▸ Assignment: Which lines in the records below contain the word "identifiers"? Copy each one out.

Stored data:
★ ★ ★ ★ ★

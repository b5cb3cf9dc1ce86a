// Reproducibility tests for the command-line driver.
//
// Generating from the same controller twice must give byte-identical files,
// and the build-info hash must not depend on how the input JSON is formatted.

use std::path::{Path, PathBuf};
use std::process::Command;

fn ctrlgen_binary() -> PathBuf {
    PathBuf::from(env!("CARGO_BIN_EXE_ctrlgen"))
}

fn fixture(name: &str) -> PathBuf {
    Path::new(env!("CARGO_MANIFEST_DIR"))
        .join("tests")
        .join("fixtures")
        .join(name)
}

fn scratch_dir(name: &str) -> PathBuf {
    let dir = std::env::temp_dir().join(format!("ctrlgen-repro-{}-{}", name, std::process::id()));
    let _ = std::fs::remove_dir_all(&dir);
    dir
}

fn run_ctrlgen(args: &[&str]) -> String {
    let output = Command::new(ctrlgen_binary())
        .args(args)
        .output()
        .expect("failed to run ctrlgen");
    assert!(
        output.status.success(),
        "ctrlgen failed with args {:?}\nstderr: {}",
        args,
        String::from_utf8_lossy(&output.stderr)
    );
    String::from_utf8(output.stdout).expect("non-UTF8 output")
}

/// Generating the same controller twice produces byte-identical C#.
#[test]
fn same_input_identical_cs() {
    let input = fixture("locomotion.json");
    let input = input.to_str().unwrap();

    let first = run_ctrlgen(&[input]);
    let second = run_ctrlgen(&[input]);

    assert_eq!(first, second, "C# output should be byte-identical across runs");
    assert!(first.contains("public static class LocomotionGenerator"));
}

/// Writing to an output directory places the file under Code/ and matches stdout.
#[test]
fn output_dir_matches_stdout() {
    let input = fixture("locomotion.json");
    let input = input.to_str().unwrap();
    let out = scratch_dir("outdir");

    let stdout = run_ctrlgen(&[input]);
    run_ctrlgen(&[input, "-o", out.to_str().unwrap()]);
    let written = std::fs::read_to_string(out.join("Code").join("Locomotion.cs")).unwrap();
    assert_eq!(stdout, written);
    let _ = std::fs::remove_dir_all(&out);
}

/// Reformatting the input JSON leaves the provenance hash unchanged.
#[test]
fn reformatted_input_same_build_info() {
    let input = fixture("locomotion.json");
    let text = std::fs::read_to_string(&input).unwrap();
    let value: serde_json::Value = serde_json::from_str(&text).unwrap();
    let dir = scratch_dir("reformat");
    std::fs::create_dir_all(&dir).unwrap();
    let compact = dir.join("compact.json");
    std::fs::write(&compact, serde_json::to_string(&value).unwrap()).unwrap();

    let a = run_ctrlgen(&["--emit", "build-info", input.to_str().unwrap()]);
    let b = run_ctrlgen(&["--emit", "build-info", compact.to_str().unwrap()]);
    assert_eq!(a, b);

    let info: serde_json::Value = serde_json::from_str(&a).unwrap();
    assert_eq!(info["generator_version"], env!("CARGO_PKG_VERSION"));
    let _ = std::fs::remove_dir_all(&dir);
}

/// Names dump lists every identifier once.
#[test]
fn names_dump_is_unique() {
    let input = fixture("locomotion.json");
    let out = run_ctrlgen(&["--emit", "names", input.to_str().unwrap()]);
    let names: Vec<serde_json::Value> = serde_json::from_str(&out).unwrap();
    let mut idents: Vec<&str> = names.iter().map(|n| n["ident"].as_str().unwrap()).collect();
    let total = idents.len();
    idents.sort_unstable();
    idents.dedup();
    assert_eq!(idents.len(), total);
    assert!(idents.contains(&"StateMachineAirborne"));
    assert!(idents.contains(&"ClipproxyFall"));
}

/// Bad input exits with status 2 and a path-qualified message.
#[test]
fn malformed_input_exits_two() {
    let dir = scratch_dir("malformed");
    std::fs::create_dir_all(&dir).unwrap();
    let bad = dir.join("bad.json");
    std::fs::write(&bad, "{ \"layers\": 3 }").unwrap();

    let output = Command::new(ctrlgen_binary())
        .arg(&bad)
        .output()
        .expect("failed to run ctrlgen");
    assert_eq!(output.status.code(), Some(2));
    let stderr = String::from_utf8_lossy(&output.stderr);
    assert!(stderr.contains("invalid controller JSON"), "stderr: {stderr}");
    let _ = std::fs::remove_dir_all(&dir);
}
use clap::Parser;
use std::path::{Path, PathBuf};
use tracing_subscriber::EnvFilter;

use ctrlgen::codegen::{codegen, GenOptions};
use ctrlgen::error::CliError;
use ctrlgen::pipeline;

#[derive(Debug, Clone, clap::ValueEnum)]
enum EmitStage {
    /// Generated C# source
    Cs,
    /// Allocated identifiers as JSON
    Names,
    /// Provenance JSON
    BuildInfo,
}

#[derive(Parser, Debug)]
#[command(
    name = "ctrlgen",
    version,
    about = "Controller code generator: turns animator controller JSON into a C# reconstruction program"
)]
struct Cli {
    /// Input controller JSON file
    source: PathBuf,

    /// Controller name (defaults to the name stored in the input)
    #[arg(long)]
    name: Option<String>,

    /// Output root; the source lands in <DIR>/Code/. Prints to stdout if absent.
    #[arg(short, long, value_name = "DIR")]
    output: Option<PathBuf>,

    /// C# namespace (defaults to the controller name)
    #[arg(long)]
    namespace: Option<String>,

    /// Asset folder passed to GenerateController
    #[arg(long, default_value = "Assets")]
    controller_path: String,

    /// Clips whose name starts with this prefix are emitted without curves
    #[arg(long, default_value = "proxy_")]
    proxy_prefix: String,

    /// Runtime support source to copy next to the output, with [NAMESPACE] substituted
    #[arg(long, value_name = "FILE")]
    runtime_template: Option<PathBuf>,

    /// Output stage
    #[arg(long, value_enum, default_value_t = EmitStage::Cs)]
    emit: EmitStage,

    /// Print generator phases
    #[arg(long)]
    verbose: bool,
}

fn main() {
    let cli = Cli::parse();
    init_tracing(cli.verbose);

    if cli.verbose {
        eprintln!("ctrlgen: source = {}", cli.source.display());
        if let Some(out) = &cli.output {
            eprintln!("ctrlgen: output = {}", out.display());
        }
        eprintln!("ctrlgen: emit   = {:?}", cli.emit);
    }

    if let Err(e) = run(&cli) {
        eprintln!("ctrlgen: error: {}", e);
        std::process::exit(e.exit_code());
    }
}

fn init_tracing(verbose: bool) {
    let default = if verbose { "ctrlgen=debug" } else { "warn" };
    let filter = EnvFilter::try_from_default_env().unwrap_or_else(|_| EnvFilter::new(default));
    let _ = tracing_subscriber::fmt()
        .with_env_filter(filter)
        .with_writer(std::io::stderr)
        .with_target(false)
        .try_init();
}

fn run(cli: &Cli) -> Result<(), CliError> {
    // ── Load controller ──
    let controller = pipeline::load_controller(&cli.source)?;
    if cli.verbose {
        eprintln!(
            "ctrlgen: loaded {} layers, {} state machines, {} states, {} motions",
            controller.layers.len(),
            controller.machines.len(),
            controller.states.len(),
            controller.motions.len(),
        );
    }

    // ── Generate ──
    let options = GenOptions {
        controller_name: cli.name.clone(),
        namespace: cli.namespace.clone(),
        controller_path: cli.controller_path.clone(),
        proxy_prefix: cli.proxy_prefix.clone(),
    };
    let generated = codegen(&controller, &options)?;
    if cli.verbose {
        eprintln!(
            "ctrlgen: {} identifiers, {} machine pairs, {} deferred wirings",
            generated.names.len(),
            generated.machine_pairs.len(),
            generated.deferred,
        );
    }

    // ── Emit ──
    match cli.emit {
        EmitStage::Cs => match &cli.output {
            Some(dir) => {
                let path = pipeline::write_generated(dir, &generated)?;
                if cli.verbose {
                    eprintln!("ctrlgen: wrote {}", path.display());
                }
                if let Some(template) = &cli.runtime_template {
                    let namespace = options.namespace(&controller);
                    let path = pipeline::write_runtime_support(template, dir, &namespace)?;
                    if cli.verbose {
                        eprintln!("ctrlgen: wrote {}", path.display());
                    }
                }
            }
            None => print!("{}", generated.source),
        },
        EmitStage::Names => {
            let json =
                serde_json::to_string_pretty(&generated.names).map_err(CliError::Encode)?;
            emit_text(cli.output.as_deref(), "names.json", &format!("{json}\n"))?;
        }
        EmitStage::BuildInfo => {
            emit_text(
                cli.output.as_deref(),
                "build-info.json",
                &generated.provenance.to_json(),
            )?;
        }
    }
    Ok(())
}

/// Print `text`, or write it as `<dir>/<file_name>` when an output root is given.
fn emit_text(dir: Option<&Path>, file_name: &str, text: &str) -> Result<(), CliError> {
    match dir {
        Some(dir) => {
            std::fs::create_dir_all(dir).map_err(|source| CliError::Io {
                path: dir.to_path_buf(),
                source,
            })?;
            let path = dir.join(file_name);
            std::fs::write(&path, text).map_err(|source| CliError::Io { path, source })
        }
        None => {
            print!("{text}");
            Ok(())
        }
    }
}
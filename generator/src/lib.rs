// ctrlgen — animator controller code generator
//
// Library root. `codegen::codegen` turns a `model::Controller` into a C#
// program that rebuilds it; `pipeline` handles the file-level plumbing.

pub mod codegen;
pub mod emit;
pub mod error;
pub mod id;
pub mod model;
pub mod naming;
pub mod pipeline;
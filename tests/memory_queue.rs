mod support;

use std::sync::Arc;

use sink_buffers::queue::MemoryQueue;
use sink_buffers::Record;
use support::TestRecord;

fn factory() -> sink_buffers::queue::RecordFactory {
    Arc::new(|| Box::new(TestRecord::default()) as Box<dyn Record>)
}

#[test]
fn push_and_eject_round_trips_through_marshal() {
    let queue = MemoryQueue::new(factory());

    queue.push(&TestRecord::new("q", 1)).unwrap();
    queue.push(&TestRecord::new("q", 2)).unwrap();
    assert_eq!(queue.len(), 2);

    let outcome = queue.eject(-1);
    assert!(outcome.error.is_none());
    assert_eq!(outcome.records.len(), 2);
    assert!(queue.is_empty());

    let values: Vec<_> = outcome
        .records
        .iter()
        .map(|r| r.exec_params())
        .collect();
    assert_eq!(values.len(), 2);
}

#[test]
fn eject_zero_returns_nothing_and_leaves_queue_untouched() {
    let queue = MemoryQueue::new(factory());
    queue.push(&TestRecord::new("q", 1)).unwrap();

    let outcome = queue.eject(0);
    assert!(outcome.records.is_empty());
    assert_eq!(queue.len(), 1);
}
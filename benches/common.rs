use std::sync::Arc;

use bytes::Bytes;
use sink_buffers::queue::{DurableQueue, MemoryQueue, RecordFactory};
use sink_buffers::{ExecValue, Record, RecordDecodeError};

/// A fixed-width record used across the benchmarks: an `id` field plus `N` words of padding, so
/// the cost of pushing/ejecting can be measured as a function of payload size.
#[derive(Clone, Copy, Debug)]
pub struct SizedRecord<const N: usize> {
    id: u64,
    padding: [u64; N],
}

impl<const N: usize> Default for SizedRecord<N> {
    fn default() -> Self {
        Self::new(0)
    }
}

impl<const N: usize> SizedRecord<N> {
    pub fn new(id: u64) -> Self {
        Self { id, padding: [0; N] }
    }
}

impl<const N: usize> Record for SizedRecord<N> {
    fn statement_key(&self) -> &str {
        "insert into bench_sized (id) values (?)"
    }

    fn exec_params(&self) -> Vec<ExecValue> {
        vec![ExecValue::I64(self.id as i64)]
    }

    fn marshal(&self) -> Bytes {
        let mut buf = Vec::with_capacity(8 + 8 * N);
        buf.extend_from_slice(&self.id.to_be_bytes());
        for word in &self.padding {
            buf.extend_from_slice(&word.to_be_bytes());
        }
        Bytes::from(buf)
    }

    fn unmarshal(&mut self, payload: &[u8]) -> Result<(), RecordDecodeError> {
        if payload.len() != 8 + 8 * N {
            return Err(RecordDecodeError::msg("unexpected sized-record payload length"));
        }
        self.id = u64::from_be_bytes(payload[0..8].try_into().unwrap());
        for (i, word) in self.padding.iter_mut().enumerate() {
            let start = 8 + i * 8;
            *word = u64::from_be_bytes(payload[start..start + 8].try_into().unwrap());
        }
        Ok(())
    }

    fn empty_instance(&self) -> Box<dyn Record> {
        Box::new(Self::default())
    }
}

pub fn factory<const N: usize>() -> RecordFactory {
    Arc::new(|| Box::new(SizedRecord::<N>::default()) as Box<dyn Record>)
}

/// Pushes `count` records then ejects everything, for the durable (file-backed) queue.
pub fn write_then_read_durable<const N: usize>(path: &std::path::Path, count: u64) {
    let queue = DurableQueue::open(path, factory::<N>()).expect("open durable queue");
    for i in 0..count {
        queue.push(&SizedRecord::<N>::new(i)).expect("push");
    }
    let outcome = queue.eject(-1);
    assert!(outcome.error.is_none());
    assert_eq!(outcome.records.len(), count as usize);
}

/// Pushes `count` records then ejects everything, for the in-memory queue.
pub fn write_then_read_memory<const N: usize>(count: u64) {
    let queue = MemoryQueue::new(factory::<N>());
    for i in 0..count {
        queue.push(&SizedRecord::<N>::new(i)).expect("push");
    }
    let outcome = queue.eject(-1);
    assert!(outcome.error.is_none());
    assert_eq!(outcome.records.len(), count as usize);
}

★ ★ ★ ★ ★

▸ Exercise output:
    /// Allocated identifiers as JSON
            "ctrlgen: {} identifiers, {} machine pairs, {} deferred wirings",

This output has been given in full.